The molecular mechanism of FBXL15 action involves several conserved features:

• Formation of SCF E3 ubiquitin ligase complexes with Cullin1, Skp1, and Roc1

• Recognition of Smurf1 via the LRR domains, specifically binding to the large subdomain of the HECT N-lobe

• Promotion of Smurf1 ubiquitination on specific lysine residues (K355 and K357 in mammalian Smurf1)

• Enhancement of BMP signaling through Smurf1 degradation

This molecular mechanism likely represents a core conserved function of FBXL15 across vertebrates, though species-specific variations in substrate recognition, regulation, or additional functions may exist, particularly in lineages that diverged early such as fish.

Further comparative research could reveal important evolutionary insights into the ubiquitin-proteasome system and its role in developmental signaling pathways across vertebrate species.

What methodological approaches are optimal for studying FBXL15 in sea bass larval development?

Given the challenges in studying Dicentrarchus labrax larval development and the specific research interest in FBXL15, researchers need carefully optimized methodological approaches. The high mortality rate during larval stages and developmental challenges such as swimbladder abnormalities make this a technically demanding research area.

Optimal Culture Conditions:

Based on successful sea bass larval culture systems described in the search results, researchers should implement:

• Completely closed recirculation systems with artificial seawater

• Controlled water quality parameters (see Table 2)

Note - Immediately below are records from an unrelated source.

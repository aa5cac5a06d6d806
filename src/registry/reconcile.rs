//! Reconciliation of freshly scored clusters against the active hotspot set.
//!
//! [`reconcile`] is pure: it reads the current set and the run snapshot and
//! returns the complete next set plus the lifecycle events that lead there.
//! Nothing is written until the caller has persisted the result.

use std::collections::BTreeSet;

use chrono::{DateTime, Utc};
use tracing::debug;
use uuid::Uuid;

use super::{Hotspot, HotspotEvent, HotspotSet, RetireReason};
use crate::config::RegistryConfig;
use crate::detect::{ClusterError, ScoredCluster, Scorer};
use crate::model::SocialSignal;
use crate::spatial::SpatialIndex;

/// Inputs shared by every step of one run.
pub struct RunContext<'a> {
    /// Index view the clusters were computed from.
    pub snapshot: &'a SpatialIndex,
    pub signals: &'a [SocialSignal],
    pub scorer: &'a Scorer<'a>,
    pub now: DateTime<Utc>,
    /// Start of the active window; hotspots whose newest report is older expire.
    pub cutoff: DateTime<Utc>,
}

/// Outcome of planning one run.
#[derive(Debug, Clone, PartialEq)]
pub struct Reconciliation {
    /// The complete active set after this run.
    pub next: HotspotSet,
    /// Created, updated and retired hotspots, in that order of discovery.
    pub events: Vec<HotspotEvent>,
}

impl Reconciliation {
    pub fn is_noop(&self) -> bool {
        self.events.is_empty()
    }

    pub fn count(&self, kind: &str) -> usize {
        self.events.iter().filter(|e| e.kind() == kind).count()
    }
}

/// Plan the transition from `current` given this run's scored clusters.
pub fn reconcile(
    current: &HotspotSet,
    clusters: Vec<ScoredCluster>,
    ctx: &RunContext<'_>,
    config: &RegistryConfig,
) -> Result<Reconciliation, ClusterError> {
    let matches = match_clusters(current, &clusters, config.match_radius_km);
    let claimed: BTreeSet<Uuid> = clusters
        .iter()
        .flat_map(|c| c.cluster.member_report_ids.iter().copied())
        .collect();

    let mut next = HotspotSet::new();
    let mut events = Vec::new();
    let mut matched = BTreeSet::new();

    for (scored, hotspot_id) in clusters.into_iter().zip(matches) {
        match hotspot_id.and_then(|id| current.get(&id)) {
            Some(existing) => {
                matched.insert(existing.id);
                let hotspot = update_from(existing, &scored, ctx.now, &mut events);
                next.insert(hotspot);
            }
            None => {
                let hotspot = create_from(&scored, ctx.now);
                debug!(hotspot_id = %hotspot.id, name = %hotspot.name, "new hotspot");
                events.push(HotspotEvent::Created {
                    hotspot: hotspot.clone(),
                });
                next.insert(hotspot);
            }
        }
    }

    for existing in current.iter().filter(|h| !matched.contains(&h.id)) {
        if existing.latest_report_at < ctx.cutoff {
            events.push(retire(existing, RetireReason::Expired, ctx.now));
            continue;
        }

        let survivors: BTreeSet<Uuid> = existing
            .member_report_ids
            .iter()
            .filter(|id| !claimed.contains(id) && ctx.snapshot.contains(id))
            .copied()
            .collect();

        if survivors.is_empty() {
            let reason = if existing
                .member_report_ids
                .iter()
                .any(|id| claimed.contains(id))
            {
                RetireReason::Merged
            } else {
                RetireReason::Emptied
            };
            events.push(retire(existing, reason, ctx.now));
        } else {
            // Grace period: keep the hotspot on what is left of it. Rescoring
            // an intact hotspot picks up new signals and is otherwise a no-op.
            let rescored = ctx.scorer.rescore(survivors, ctx.snapshot, ctx.signals)?;
            let hotspot = update_from(existing, &rescored, ctx.now, &mut events);
            next.insert(hotspot);
        }
    }

    Ok(Reconciliation { next, events })
}

/// Greedy nearest-centroid one-to-one matching. Returns the matched hotspot
/// for each cluster, in cluster order.
fn match_clusters(
    current: &HotspotSet,
    clusters: &[ScoredCluster],
    match_radius_km: f64,
) -> Vec<Option<Uuid>> {
    let mut pairs: Vec<(f64, usize, Uuid)> = Vec::new();
    for (ci, scored) in clusters.iter().enumerate() {
        for hotspot in current.iter() {
            let distance = scored.cluster.centroid.haversine_km(&hotspot.center());
            if distance <= match_radius_km {
                pairs.push((distance, ci, hotspot.id));
            }
        }
    }
    pairs.sort_by(|a, b| {
        a.0.total_cmp(&b.0)
            .then(a.1.cmp(&b.1))
            .then(a.2.cmp(&b.2))
    });

    let mut assigned = vec![None; clusters.len()];
    let mut taken = BTreeSet::new();
    for (_, ci, hotspot_id) in pairs {
        if assigned[ci].is_none() && !taken.contains(&hotspot_id) {
            assigned[ci] = Some(hotspot_id);
            taken.insert(hotspot_id);
        }
    }
    assigned
}

fn create_from(scored: &ScoredCluster, now: DateTime<Utc>) -> Hotspot {
    let centroid = scored.cluster.centroid;
    let mut hotspot = Hotspot {
        id: Uuid::new_v4(),
        center_latitude: centroid.latitude,
        center_longitude: centroid.longitude,
        radius_km: scored.cluster.radius_km,
        name: format!(
            "{} hotspot near {:.3}, {:.3}",
            scored.dominant_hazard_type.label(),
            centroid.latitude,
            centroid.longitude
        ),
        description: String::new(),
        alert_level: scored.alert_level,
        confidence_score: scored.confidence_score,
        report_count: 0,
        dominant_hazard_type: scored.dominant_hazard_type,
        max_severity: scored.max_severity,
        member_report_ids: BTreeSet::new(),
        latest_report_at: scored.latest_report_at,
        is_active: true,
        detected_at: now,
        last_updated: now,
        resolved_at: None,
    };
    apply(&mut hotspot, scored);
    hotspot
}

/// Apply `scored` to a copy of `existing`. Emits `Updated` and bumps
/// `last_updated` only when something actually changed.
fn update_from(
    existing: &Hotspot,
    scored: &ScoredCluster,
    now: DateTime<Utc>,
    events: &mut Vec<HotspotEvent>,
) -> Hotspot {
    let mut hotspot = existing.clone();
    apply(&mut hotspot, scored);
    if hotspot == *existing {
        return hotspot;
    }
    hotspot.last_updated = now;
    debug!(
        hotspot_id = %hotspot.id,
        reports = hotspot.report_count,
        level = %hotspot.alert_level,
        "hotspot updated"
    );
    events.push(HotspotEvent::Updated {
        hotspot: hotspot.clone(),
        previous_alert_level: existing.alert_level,
        alert_level_changed: existing.alert_level != hotspot.alert_level,
    });
    hotspot
}

fn apply(hotspot: &mut Hotspot, scored: &ScoredCluster) {
    let cluster = &scored.cluster;
    hotspot.center_latitude = cluster.centroid.latitude;
    hotspot.center_longitude = cluster.centroid.longitude;
    hotspot.radius_km = cluster.radius_km;
    hotspot.alert_level = scored.alert_level;
    hotspot.confidence_score = scored.confidence_score;
    hotspot.report_count = cluster.len();
    hotspot.dominant_hazard_type = scored.dominant_hazard_type;
    hotspot.max_severity = scored.max_severity;
    hotspot.member_report_ids = cluster.member_report_ids.clone();
    hotspot.latest_report_at = scored.latest_report_at;
    hotspot.description = format!(
        "{} reports, max severity {}, {} corroborating social signals",
        cluster.len(),
        scored.max_severity,
        scored.corroborating_signals
    );
}

fn retire(existing: &Hotspot, reason: RetireReason, now: DateTime<Utc>) -> HotspotEvent {
    let mut hotspot = existing.clone();
    hotspot.is_active = false;
    hotspot.resolved_at = Some(now);
    hotspot.last_updated = now;
    debug!(hotspot_id = %hotspot.id, reason = reason.as_str(), "hotspot retired");
    HotspotEvent::Retired { hotspot, reason }
}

• Carefully managed bacterial populations to reduce pathogenic load

• Precise staging of developmental processes

Table 2: Optimal Water Quality Parameters for Sea Bass Larval Culture

FBXL15 Analysis During Development:

To study FBXL15 specifically during sea bass development, researchers should employ:

• Expression analysis:

  • Quantitative PCR at defined developmental stages

  • Whole-mount in situ hybridization to visualize spatial expression patterns

  • Protein detection using custom antibodies or epitope-tagged constructs

• Functional perturbation:

  • Microinjection of antisense morpholinos into fertilized eggs

  • CRISPR-Cas9 delivery for targeted gene editing

  • mRNA injection for rescue or overexpression studies

• Phenotypic assessment:

  • Focus on processes known to involve BMP signaling

  • Special attention to dorsoventral patterning

  • Detailed analysis of swimbladder development, given its problematic nature in sea bass larvae

  • Assessment of skeletal development based on FBXL15's role in bone formation

• Molecular pathway analysis:

  • Monitor Smurf1 protein levels and stability

  • Assess BMP signaling activity through phospho-Smad detection

  • Analyze expression of BMP target genes

These approaches should be adapted to the specific challenges of working with sea bass larvae, including their relatively large size compared to model fish species, potentially different developmental timing, and species-specific technical requirements for manipulation and culture.

By combining optimal larval culture conditions with molecular and genetic approaches tailored to Dicentrarchus labrax, researchers can effectively investigate FBXL15 function during sea bass development.